The agencies also expressed doubt about whether the small increases in sexual activity reported in the trials were clinically meaningful.

 

One of the two pivotal trials revealed an increase in the frequency of total satisfying sexual activity with the testosterone patch among women with hypoactive sexual desire disorder after surgically-induced menopause (increase of 2.10 episodes per four weeks from baseline of 2.82 versus increase of 0.98 from 2.94 baseline with placebo, P=0.0003).

 

The second key trial also showed a significant increase in total satisfying sexual episodes during weeks 21 to 24 with the patch compared with placebo (mean increase 1.56 versus 0.73 episodes per four weeks, P=0.001), but without reporting baseline levels.

 

Another area of concern has been adverse effects.
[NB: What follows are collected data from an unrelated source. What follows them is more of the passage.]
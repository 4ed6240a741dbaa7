//! Per-run log file: timestamped plain text, one file per run.
//!
//! The log and the HTML report are the pipeline's only durable outputs.

use std::fs::{File, OpenOptions};
use std::io::Write;
use std::path::{Path, PathBuf};

use crate::utils::Result;

pub struct RunLog {
    path: PathBuf,
    file: File,
}

impl RunLog {
    /// Create `smoke_test_YYYYMMDD_HHMMSS.log` under `dir`, creating the
    /// directory if needed.
    pub fn create(dir: &Path) -> Result<Self> {
        std::fs::create_dir_all(dir)?;
        let stamp = chrono::Local::now().format("%Y%m%d_%H%M%S");
        let path = dir.join(format!("smoke_test_{}.log", stamp));
        let file = OpenOptions::new().create(true).append(true).open(&path)?;
        Ok(Self { path, file })
    }

    pub fn path(&self) -> &Path {
        &self.path
    }

    /// Append one timestamped line.
    pub fn line(&mut self, msg: &str) -> Result<()> {
        let stamp = chrono::Local::now().format("%Y-%m-%d %H:%M:%S");
        writeln!(self.file, "[{}] {}", stamp, msg)?;
        Ok(())
    }

    /// Append raw command output, unprefixed.
    pub fn raw(&mut self, chunk: &str) -> Result<()> {
        if chunk.is_empty() {
            return Ok(());
        }
        writeln!(self.file, "{}", chunk.trim_end_matches('\n'))?;
        Ok(())
    }

    /// Full verbatim content, for the report.
    pub fn content(&self) -> Result<String> {
        Ok(std::fs::read_to_string(&self.path)?)
    }
}
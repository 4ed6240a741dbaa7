//! One-shot cron installer for the lab's periodic config backups.
//!
//! Writes a wrapper script and appends two crontab entries pointing at it.
//! Rerunning appends duplicate entries; the installer warns but does not
//! deduplicate.

use std::io::Write;
use std::os::unix::fs::PermissionsExt;
use std::path::{Path, PathBuf};
use std::process::{Command, Stdio};

use tracing::{info, warn};

use crate::utils::{LabsmokeError, Result};

/// Backup playbook, relative to the Ansible project root.
const BACKUP_PLAYBOOK: &str = "playbooks/backup_configs.yml";

pub struct ScheduleConfig {
    pub ansible_dir: PathBuf,
    pub script_path: PathBuf,
    pub backup_log: PathBuf,
}

pub fn install(cfg: &ScheduleConfig) -> Result<()> {
    write_wrapper(cfg)?;
    info!(script = %cfg.script_path.display(), "backup wrapper installed");

    let script = cfg.script_path.display().to_string();
    let current = read_crontab()?;
    if current.contains(&script) {
        warn!("crontab already references the backup wrapper — appending duplicate entries");
    }
    write_crontab(&append_entries(&current, &script))?;
    info!("cron entries installed: daily 02:00, weekly Sunday 03:00");
    Ok(())
}

/// The generated wrapper: enter the project, run the backup playbook,
/// append everything to the shared backup log.
pub fn wrapper_script(ansible_dir: &Path, backup_log: &Path) -> String {
    format!(
        "#!/bin/sh\n\
         # generated by labsmoke — scheduled config backup\n\
         cd {} || exit 1\n\
         ansible-playbook -i inventory.yml {} >> {} 2>&1\n",
        ansible_dir.display(),
        BACKUP_PLAYBOOK,
        backup_log.display()
    )
}

/// Two fixed schedules: daily at 02:00 and Sunday at 03:00.
pub fn append_entries(current: &str, script: &str) -> String {
    let mut table = current.trim_end().to_string();
    if !table.is_empty() {
        table.push('\n');
    }
    table.push_str(&format!("0 2 * * * {}\n", script));
    table.push_str(&format!("0 3 * * 0 {}\n", script));
    table
}

fn write_wrapper(cfg: &ScheduleConfig) -> Result<()> {
    std::fs::write(
        &cfg.script_path,
        wrapper_script(&cfg.ansible_dir, &cfg.backup_log),
    )?;
    let mut perms = std::fs::metadata(&cfg.script_path)?.permissions();
    perms.set_mode(0o755);
    std::fs::set_permissions(&cfg.script_path, perms)?;
    Ok(())
}

fn read_crontab() -> Result<String> {
    let out = Command::new("crontab")
        .arg("-l")
        .output()
        .map_err(|e| LabsmokeError::Cron(format!("crontab -l failed: {}", e)))?;

    if out.status.success() {
        Ok(String::from_utf8_lossy(&out.stdout).to_string())
    } else {
        // missing crontab ("no crontab for user"): start from an empty table
        Ok(String::new())
    }
}

fn write_crontab(table: &str) -> Result<()> {
    let mut child = Command::new("crontab")
        .arg("-")
        .stdin(Stdio::piped())
        .spawn()
        .map_err(|e| LabsmokeError::Cron(format!("crontab failed: {}", e)))?;

    if let Some(stdin) = child.stdin.as_mut() {
        stdin.write_all(table.as_bytes())?;
    }
    let status = child.wait()?;
    if !status.success() {
        return Err(LabsmokeError::Cron(
            "crontab rejected the new table".to_string(),
        ));
    }
    Ok(())
}
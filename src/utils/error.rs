use thiserror::Error;

#[derive(Error, Debug)]
pub enum LabsmokeError {
    #[error("IO error: {0}")]
    Io(#[from] std::io::Error),

    #[error("Docker error: {0}")]
    Docker(String),

    #[error("containers not found: {0} — create the lab containers before running smoke tests")]
    MissingContainers(String),

    #[error("HTTP error: {0}")]
    Http(String),

    #[error("Cron error: {0}")]
    Cron(String),

    #[error("System error: {0}")]
    System(String),
}

pub type Result<T> = std::result::Result<T, LabsmokeError>;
Unwanted androgenic effects -- including acne, hirsutism, alopecia, breast pain, weight gain, insomnia, voice deepening, and migraine -- occurred in between one in 10 and one in 100 women on the transdermal testosterone patch.

 

Although typically mild, the androgenic effects reported in the two pivotal trials did not fully resolve for 27% of patients with acne, 57.5% with hirsutism, 39% with alopecia and 40% with voice deepening.

 

Because the treatment in the trials lasted no longer than 24 weeks, "long-term safety cannot be assured," the reviewers cautioned.

 

"For all these reasons, we cannot recommend Intrinsa for the use in women with sexual dysfunction," they concluded.

 

Paying attention to women's personal, relationship, partner function, medical, and contextual issues may be more fruitful than pursuit of hormonal status, they suggested.